Она испугалась внезапных маминых слез и торопливо извинилась. Я тихо поинтересовалась, почему она так поступила. Девочка сказала, что и сама не знает, и лицо ее исказилось усмешкой, за которой скрывался страх. Это была неискренняя улыбка: рот растянут, верхняя губа сильно прижата к зубам. Она придвинулась к матери, провела рукой по ее волосам, убирая их со лба, и спросила, не расстроена ли она. Я подсказала Саре, чтобы она обняла маму. Девочка послушалась, зачарованная мамиными слезами, и спросила: «Почему ты так грустишь?» Энн объяснила ей, что она расстроилась не из-за того, что Сара ее ударила, а потому что хотела ударить. Тут я подошла к матери с дочкой со спины и обняла их обеих. Сара предложила обсудить это на завтрашнем занятии холдинг-терапии.
Энн и Сара разговаривали и успокаивались, и было очевидно, что девочка не вполне осознает последствия своих действий. Энн разъяснила, как много раз делала я, что инструменты предназначены для того, чтобы по ним ударяли и выражали свои чувства в игре, людей же бить нельзя. Сара повернулась ко мне и поинтересовалась, сержусь ли я на нее. На Сару я не сердилась, но была возмущена ее поступком. Я повторила, что инструменты здесь для того, чтобы они с мамой могли выразить свои чувства. Если мы сердимся на нее, мы можем показать это с помощью музыки, а не рукоприкладства. Занятие мы закончили, тихо попрощавшись друг с другом.
После этого занятия мне пришлось разбираться уже в своих чувствах. Я чувствовала себя виноватой в том, что не предотвратила такую ситуацию. Возможно, мне следовало быть жестче. Анализ происшедшего и видеозапись занятия наводят на мысль, что, вероятно, это произошло бы в любом случае. Саре нужно было осознать, что мы здесь не для того, чтобы потакать ее желаниям всякий раз, когда она о них объявит. Она не могла все время эгоцентрично нас контролировать. Казалось, единственным способом как-то управляться с происходящим были для Сары ее разрушительные непредсказуемые вспышки физической агрессии. Если она впадала в ярость, ей нужно было дать время, чтобы справиться с собой.

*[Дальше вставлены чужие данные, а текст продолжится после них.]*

//! Particle data structures using struct-of-arrays layout for GPU-readiness and SIMD.

/// Struct-of-arrays particle storage for the 2D fluid.
///
/// All arrays are parallel: index `i` across every array refers to the same
/// particle, and all arrays keep the same length for the simulation's
/// lifetime. Separate x/y arrays (rather than a Vec2 type) are used
/// deliberately for SIMD lane utilization and straightforward GPU buffer
/// mapping.
///
/// `pred_x`/`pred_y` and the density pair are transient: they are rewritten
/// at the start of every substep and must not be relied on across substeps.
#[derive(Debug, Clone)]
pub struct ParticleArrays {
    /// X positions.
    pub x: Vec<f32>,
    /// Y positions.
    pub y: Vec<f32>,

    /// Predicted X positions (short lookahead used for neighbor search).
    pub pred_x: Vec<f32>,
    /// Predicted Y positions.
    pub pred_y: Vec<f32>,

    /// X velocities.
    pub vx: Vec<f32>,
    /// Y velocities.
    pub vy: Vec<f32>,

    /// Density estimate, rebuilt each substep.
    pub density: Vec<f32>,
    /// Near-density estimate (steeper kernel, anti-clustering), rebuilt each substep.
    pub near_density: Vec<f32>,
}

impl ParticleArrays {
    /// Create particle storage from initial positions and velocities.
    ///
    /// Predicted positions start equal to the positions; densities start at
    /// zero and are filled in by the first density pass.
    ///
    /// # Panics
    /// Panics if the four input vectors do not all have the same length.
    pub fn from_initial(x: Vec<f32>, y: Vec<f32>, vx: Vec<f32>, vy: Vec<f32>) -> Self {
        let n = x.len();
        assert_eq!(n, y.len(), "position arrays must have equal length");
        assert_eq!(n, vx.len(), "velocity arrays must match position length");
        assert_eq!(n, vy.len(), "velocity arrays must match position length");

        Self {
            pred_x: x.clone(),
            pred_y: y.clone(),
            x,
            y,
            vx,
            vy,
            density: vec![0.0; n],
            near_density: vec![0.0; n],
        }
    }

    /// Return the number of particles.
    pub fn len(&self) -> usize {
        self.x.len()
    }

    /// Return `true` if there are no particles.
    pub fn is_empty(&self) -> bool {
        self.x.is_empty()
    }

    /// Overwrite positions, predicted positions, and velocities from seed
    /// data without reallocating.
    ///
    /// Used by reset: the particle count is fixed for the simulation's
    /// lifetime, so the seed slices must match the current length.
    ///
    /// # Panics
    /// Panics if any slice length differs from the current particle count.
    pub fn reseed(&mut self, x: &[f32], y: &[f32], vx: &[f32], vy: &[f32]) {
        let n = self.len();
        assert_eq!(n, x.len(), "reseed must not change the particle count");
        assert_eq!(n, y.len(), "reseed must not change the particle count");
        assert_eq!(n, vx.len(), "reseed must not change the particle count");
        assert_eq!(n, vy.len(), "reseed must not change the particle count");

        self.x.copy_from_slice(x);
        self.y.copy_from_slice(y);
        self.pred_x.copy_from_slice(x);
        self.pred_y.copy_from_slice(y);
        self.vx.copy_from_slice(vx);
        self.vy.copy_from_slice(vy);
    }
}

#[cfg(test)]
mod tests {
    use super::*;

    #[test]
    fn from_initial_sets_predicted_to_position() {
        let p = ParticleArrays::from_initial(
            vec![1.0, 2.0],
            vec![3.0, 4.0],
            vec![0.5, -0.5],
            vec![0.0, 0.0],
        );
        assert_eq!(p.len(), 2);
        assert_eq!(p.pred_x, p.x);
        assert_eq!(p.pred_y, p.y);
        assert_eq!(p.density, vec![0.0, 0.0]);
    }

    #[test]
    fn reseed_restores_seed_exactly() {
        let mut p = ParticleArrays::from_initial(
            vec![1.0, 2.0],
            vec![3.0, 4.0],
            vec![0.0, 0.0],
            vec![0.0, 0.0],
        );
        // Scribble over the state as a simulation would.
        p.x[0] = 9.0;
        p.vy[1] = -7.0;
        p.pred_x[1] = 42.0;
        p.density[0] = 5.0;

        p.reseed(&[1.0, 2.0], &[3.0, 4.0], &[0.0, 0.0], &[0.0, 0.0]);
        assert_eq!(p.x, vec![1.0, 2.0]);
        assert_eq!(p.y, vec![3.0, 4.0]);
        assert_eq!(p.pred_x, vec![1.0, 2.0]);
        assert_eq!(p.vx, vec![0.0, 0.0]);
        assert_eq!(p.vy, vec![0.0, 0.0]);
    }

    #[test]
    #[should_panic(expected = "particle count")]
    fn reseed_rejects_length_change() {
        let mut p =
            ParticleArrays::from_initial(vec![0.0], vec![0.0], vec![0.0], vec![0.0]);
        p.reseed(&[0.0, 1.0], &[0.0, 1.0], &[0.0, 0.0], &[0.0, 0.0]);
    }
}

Персонал Центра тоже сталкивался с таким ее поведением. Девочка отчаянно протестовала против окончания занятия, что не редкость в практике музыкальной терапии. Мне пришлось вновь проанализировать проблему, касающуюся степени эмоциональной вовлеченности терапевта в общение с пациентами. Терапевт может понять пациента, лишь будучи готовым разделить (в определенной мере) его раздражение и боль, но вместе с тем отрешаясь от них. Поскольку музыкальный терапевт активно участвует в музицировании вместе с пациентом, он неминуемо разделяет с ним эмоции, однако при этом он должен уметь отстраняться и анализировать перемены во взаимоотношениях (с сочувствием, но без сентиментальности).
На следующем занятии я предложила, чтобы Энн тоже выразила в музыке свое отношение ко мне и Саре. Она пришла в замешательство и испугалась возможности потерять над собой контроль. Энн нуждалась в сильной поддержке. Постепенно она все же стала увереннее вести свою партию, играя вместе с дочерью, принимала ее вызовы, не отставала ни по темпу, ни по динамике. Такой вспышки агрессии, какая случилась на пятом занятии, больше не повторялось.